(Records shown begins)

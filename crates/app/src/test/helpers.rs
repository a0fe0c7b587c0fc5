//! Test Helpers

use storefront::{items::Variant, products::ProductStatus};

use crate::{
    domain::{
        carts::{
            CartsService, CartsServiceError,
            data::NewCartItem,
            records::{CartItemUuid, CartRecord},
        },
        categories::{
            CategoriesService, CategoriesServiceError,
            data::NewCategory,
            records::{CategoryRecord, CategoryUuid},
        },
        products::{
            ProductsService, ProductsServiceError,
            data::NewProduct,
            records::{ProductRecord, ProductUuid},
        },
    },
    test::TestContext,
};

/// An active, stock-tracked product with no stock, category, brand or tags.
pub(crate) fn new_product(name: &str, price: u64) -> NewProduct {
    NewProduct {
        uuid: ProductUuid::new(),
        name: name.to_string(),
        description: format!("{name} description"),
        price,
        compare_price: None,
        category: None,
        brand: None,
        tags: Vec::new(),
        status: ProductStatus::Active,
        stock: 0,
        track_quantity: true,
        featured: false,
        on_sale: false,
        sale_ends_at: None,
    }
}

pub(crate) async fn create_product(
    ctx: &TestContext,
    name: &str,
    price: u64,
) -> Result<ProductRecord, ProductsServiceError> {
    ctx.products.create_product(new_product(name, price)).await
}

pub(crate) async fn create_category(
    ctx: &TestContext,
    name: &str,
    parent: Option<CategoryUuid>,
) -> Result<CategoryRecord, CategoriesServiceError> {
    ctx.categories
        .create_category(NewCategory {
            uuid: CategoryUuid::new(),
            name: name.to_string(),
            description: None,
            parent,
            sort_order: 0,
        })
        .await
}

pub(crate) async fn add_item(
    ctx: &TestContext,
    product: ProductUuid,
    quantity: u32,
    variant: Variant,
) -> Result<CartRecord, CartsServiceError> {
    ctx.carts
        .add_item(
            ctx.user_uuid,
            NewCartItem {
                uuid: CartItemUuid::new(),
                product,
                quantity,
                variant,
            },
        )
        .await
}
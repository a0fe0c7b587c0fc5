//! Remove Coupon Handler

use std::sync::Arc;

use salvo::prelude::*;

use crate::{
    carts::{errors::into_status_error, models::CartResponse},
    envelope::Envelope,
    extensions::*,
    state::State,
};

/// Remove Coupon Handler
#[endpoint(
    tags("cart"),
    summary = "Remove Coupon",
    security(("bearer_auth" = [])),
    responses(
        (status_code = StatusCode::OK, description = "Coupon removed"),
        (status_code = StatusCode::UNAUTHORIZED, description = "Not authorized"),
        (status_code = StatusCode::INTERNAL_SERVER_ERROR, description = "Internal Server Error"),
    ),
)]
pub(crate) async fn handler(
    depot: &mut Depot,
) -> Result<Json<Envelope<CartResponse>>, StatusError> {
    let state = depot.obtain_or_500::<Arc<State>>()?;
    let user = depot.user_uuid_or_401()?;

    let cart = state
        .app
        .carts
        .remove_coupon(user)
        .await
        .map_err(into_status_error)?;

    Ok(Json(Envelope::data(cart.into()).message("Coupon removed")))
}
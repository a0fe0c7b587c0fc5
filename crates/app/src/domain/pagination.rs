//! Pagination

/// Default page size.
pub const DEFAULT_LIMIT: u32 = 12;

/// Largest accepted page size.
pub const MAX_LIMIT: u32 = 100;

/// A validated page request: page `>= 1`, limit in `1..=100`.
#[derive(Debug, Clone, Copy, PartialEq, Eq)]
pub struct PageRequest {
    page: u32,
    limit: u32,
}

impl PageRequest {
    /// Validates a page request, returning `None` when either value is out of range.
    #[must_use]
    pub fn new(page: u32, limit: u32) -> Option<Self> {
        (page >= 1 && (1..=MAX_LIMIT).contains(&limit)).then_some(Self { page, limit })
    }

    #[must_use]
    pub fn page(&self) -> u32 {
        self.page
    }

    #[must_use]
    pub fn limit(&self) -> u32 {
        self.limit
    }

    /// Rows to skip before this page.
    #[must_use]
    pub fn offset(&self) -> u64 {
        u64::from(self.page - 1) * u64::from(self.limit)
    }
}

impl Default for PageRequest {
    fn default() -> Self {
        Self {
            page: 1,
            limit: DEFAULT_LIMIT,
        }
    }
}

/// One page of results plus the figures needed to navigate the rest.
#[derive(Debug, Clone, PartialEq, Eq)]
pub struct Page<T> {
    pub items: Vec<T>,
    pub page: u32,
    pub limit: u32,
    pub total_pages: u64,
    pub total_items: u64,
    pub has_next: bool,
    pub has_prev: bool,
}

impl<T> Page<T> {
    #[must_use]
    pub fn new(items: Vec<T>, request: PageRequest, total_items: u64) -> Self {
        let total_pages = total_items.div_ceil(u64::from(request.limit));

        Self {
            items,
            page: request.page,
            limit: request.limit,
            total_pages,
            total_items,
            has_next: u64::from(request.page) < total_pages,
            has_prev: request.page > 1,
        }
    }
}
//! Ratings

use rust_decimal::{Decimal, RoundingStrategy};
use thiserror::Error;

/// Lowest accepted review rating.
pub const MIN_RATING: u8 = 1;

/// Highest accepted review rating.
pub const MAX_RATING: u8 = 5;

/// Errors raised for review ratings.
#[derive(Debug, Error, PartialEq, Eq)]
pub enum RatingError {
    /// Rating outside `1..=5`.
    #[error("rating must be between 1 and 5, got {0}")]
    OutOfRange(i64),
}

/// Validates a review rating.
///
/// # Errors
///
/// Returns [`RatingError::OutOfRange`] when the rating is outside `1..=5`.
pub fn validate_rating(rating: i64) -> Result<u8, RatingError> {
    u8::try_from(rating)
        .ok()
        .filter(|rating| (MIN_RATING..=MAX_RATING).contains(rating))
        .ok_or(RatingError::OutOfRange(rating))
}

/// Aggregate rating of a product.
#[derive(Debug, Clone, Copy, Default, PartialEq, Eq)]
pub struct RatingSummary {
    /// Mean rating rounded to one decimal place, zero when unrated.
    pub average: Decimal,

    /// Number of ratings.
    pub count: u64,
}

/// Summarises a set of ratings.
pub fn summarize<I>(ratings: I) -> RatingSummary
where
    I: IntoIterator<Item = u8>,
{
    let (sum, count) = ratings
        .into_iter()
        .fold((0_u64, 0_u64), |(sum, count), rating| {
            (
                sum.saturating_add(u64::from(rating)),
                count.saturating_add(1),
            )
        });

    let average = Decimal::from(sum)
        .checked_div(Decimal::from(count))
        .map_or(Decimal::ZERO, |mean| {
            mean.round_dp_with_strategy(1, RoundingStrategy::MidpointAwayFromZero)
        });

    RatingSummary { average, count }
}
//! Storefront JSON API Healthcheck Handler

use salvo::{oapi::ToSchema, prelude::*};
use serde::{Deserialize, Serialize};

/// Healthcheck response
#[derive(Debug, Serialize, Deserialize, ToSchema)]
pub struct HealthResponse {
    /// Always `"ok"` while the process is serving
    pub status: String,

    /// Seconds since the Unix epoch
    pub timestamp: i64,
}

/// Healthcheck handler
///
/// Liveness only; does not touch the database.
#[endpoint(tags("health"), summary = "Health check endpoint")]
pub(crate) async fn handler() -> Json<HealthResponse> {
    Json(HealthResponse {
        status: "ok".to_string(),
        timestamp: jiff::Timestamp::now().as_second(),
    })
}
//! Process-global observability runtime settings.

use std::sync::atomic::{AtomicU64, Ordering};

use crate::config::ServerConfig;

const DEFAULT_SLOW_REQUEST_THRESHOLD_MS: u64 = 1_000;

static SLOW_REQUEST_THRESHOLD_MS: AtomicU64 = AtomicU64::new(DEFAULT_SLOW_REQUEST_THRESHOLD_MS);

pub(super) fn apply_runtime_config(config: &ServerConfig) {
    SLOW_REQUEST_THRESHOLD_MS.store(
        config.observability.slow_request_threshold_ms,
        Ordering::Relaxed,
    );
}

pub(super) fn slow_request_threshold_ms() -> u64 {
    SLOW_REQUEST_THRESHOLD_MS.load(Ordering::Relaxed)
}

(Records shown ends)

* **Exercise directions**: Select, from the listing, all lines that include the word "CartResponse".

* **Response**:
    carts::{errors::into_status_error, models::CartResponse},
) -> Result<Json<Envelope<CartResponse>>, StatusError> {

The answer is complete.